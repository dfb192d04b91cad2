//! Per-frame state types shared with the web frontend.
//!
//! `GivenState` is supplied fresh by the host every animation frame and is
//! never retained. `DerivedState` is recomputed from it at the start of each
//! render; only the lane cache and the particle pool survive across frames.

use crate::event::Event;
use crate::hands::{HandFilter, HandSettings};
use crate::lanes::Lane;
use crate::viewport::{Viewport, Visualization};

/// Everything the host knows about the current frame.
///
/// - `time`: authoritative song time in seconds, read once per frame
/// - `width`/`height`: canvas backing-store size in pixels
/// - `pps`: scroll speed in pixels per second of song time
/// - `items`: the full timeline, sorted ascending by time
#[derive(Clone, Copy, Debug)]
pub struct GivenState<'a> {
    pub time: f64,
    pub visualization: Visualization,
    pub width: f64,
    pub height: f64,
    pub pps: f64,
    pub hand: HandFilter,
    pub hand_settings: &'a HandSettings,
    pub show_particles: bool,
    pub items: &'a [Event],
}

/// State derived from `GivenState` at the start of a frame.
#[derive(Clone, Copy, Debug)]
pub struct DerivedState<'l> {
    pub lanes: &'l [Lane],
    pub viewport: Viewport,
}
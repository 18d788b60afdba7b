use std::{fs, path::Path};

use anyhow::{Context, Result};

use super::CommandResult;
use crate::config::{CONFIG_FILE_NAME, default_config_json};

/// Write the default config into `dir`, refusing to overwrite.
pub fn init(dir: &Path) -> Result<CommandResult> {
    let config_path = dir.join(CONFIG_FILE_NAME);

    if config_path.exists() {
        eprintln!("Error: {} already exists", CONFIG_FILE_NAME);
        return Ok(CommandResult::init(false));
    }

    fs::write(&config_path, default_config_json()?)
        .with_context(|| format!("Failed to write {}", config_path.display()))?;
    tracing::info!("created {}", config_path.display());

    Ok(CommandResult::init(true))
}
//! Invalid `RegExp` constructor argument detection.
//!
//! Flags `RegExp("[")` and `new RegExp("a", "q")`: a string pattern the regex
//! engine refuses, or string flags the JavaScript grammar refuses. Only
//! literal strings are inspected; anything computed at runtime is skipped.

use swc_common::Span;
use thiserror::Error;

use super::{Rule, RuleName};
use crate::{
    core::{
        parsers::js::{ParserOptions, RegexLiteral, parse_regex_literal},
        regex_engine::PatternEngine,
        syntax::{CallKind, CallSite},
    },
    diagnostics::{Diagnostic, Message, MessageKey},
};

const REGEXP_CONSTRUCTOR: &str = "RegExp";

#[derive(Debug, Clone, PartialEq, Eq, Error)]
pub enum RegexArgumentError {
    /// The pattern did not compile; carries the engine's message.
    #[error("{0}")]
    InvalidPattern(String),
    #[error("{}", flags_message(flags).render())]
    InvalidFlags { flags: String },
}

fn flags_message(flags: &str) -> Message {
    Message::keyed(MessageKey::InvalidRegexp, [("arg", flags)])
}

impl RegexArgumentError {
    fn into_diagnostic(self, span: Span) -> Diagnostic {
        let message = match self {
            RegexArgumentError::InvalidPattern(text) => Message::Text(text),
            RegexArgumentError::InvalidFlags { flags } => flags_message(&flags),
        };
        Diagnostic::new(span, message)
    }
}

pub struct NoInvalidRegexp {
    engine: Box<dyn PatternEngine>,
    parser_options: ParserOptions,
}

impl NoInvalidRegexp {
    pub fn new(engine: Box<dyn PatternEngine>, parser_options: ParserOptions) -> Self {
        Self {
            engine,
            parser_options,
        }
    }

    fn check_pattern(&self, pattern: &str) -> Result<(), RegexArgumentError> {
        self.engine
            .compile(pattern)
            .map_err(RegexArgumentError::InvalidPattern)
    }

    /// Flags are valid iff `/./<flags>` parses to a regex literal with a value.
    fn check_flags(&self, flags: &str) -> Result<(), RegexArgumentError> {
        let literal = format!("/./{}", flags);
        match parse_regex_literal(&literal, &self.parser_options) {
            Ok(RegexLiteral::Regex { value: Some(_), .. }) | Ok(RegexLiteral::Empty) => Ok(()),
            Ok(RegexLiteral::Regex { value: None, .. }) | Ok(RegexLiteral::Other) | Err(_) => {
                Err(RegexArgumentError::InvalidFlags {
                    flags: flags.to_string(),
                })
            }
        }
    }
}

impl Rule for NoInvalidRegexp {
    fn name(&self) -> RuleName {
        RuleName::NoInvalidRegexp
    }

    fn node_kinds(&self) -> &'static [CallKind] {
        &[CallKind::Call, CallKind::New]
    }

    fn check(&self, site: &CallSite<'_>) -> Vec<Diagnostic> {
        if site.callee_name != Some(REGEXP_CONSTRUCTOR) {
            return Vec::new();
        }
        let Some(pattern) = site.string_argument(0) else {
            return Vec::new();
        };
        let flags = site.string_argument(1).unwrap_or_default();

        let mut diagnostics = Vec::new();
        if let Err(err) = self.check_pattern(pattern) {
            diagnostics.push(err.into_diagnostic(site.span));
        }
        if !flags.is_empty()
            && let Err(err) = self.check_flags(flags)
        {
            diagnostics.push(err.into_diagnostic(site.span));
        }
        diagnostics
    }
}
use std::process::ExitCode;

use super::commands::CommandResult;

/// Exit status for CLI commands, following common conventions for linter tools.
///
/// - `Success` (0): no errors (warnings alone do not fail the run)
/// - `Failure` (1): errors were reported
/// - `Error` (2): the command itself failed (config error, unreadable root)
#[derive(Copy, Clone, Debug, PartialEq, Eq)]
pub enum ExitStatus {
    Success,
    Failure,
    Error,
}

impl ExitStatus {
    pub fn from_result(result: &CommandResult) -> Self {
        if result.error_count > 0 {
            ExitStatus::Failure
        } else {
            ExitStatus::Success
        }
    }
}

impl From<ExitStatus> for ExitCode {
    fn from(status: ExitStatus) -> Self {
        match status {
            ExitStatus::Success => ExitCode::from(0),
            ExitStatus::Failure => ExitCode::from(1),
            ExitStatus::Error => ExitCode::from(2),
        }
    }
}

_Problem description_.
Wherever a line of the records above contains the string "viewport", copy that line out.

_Exercise solution_.
use crate::viewport::{Viewport, Visualization};
    pub viewport: Viewport,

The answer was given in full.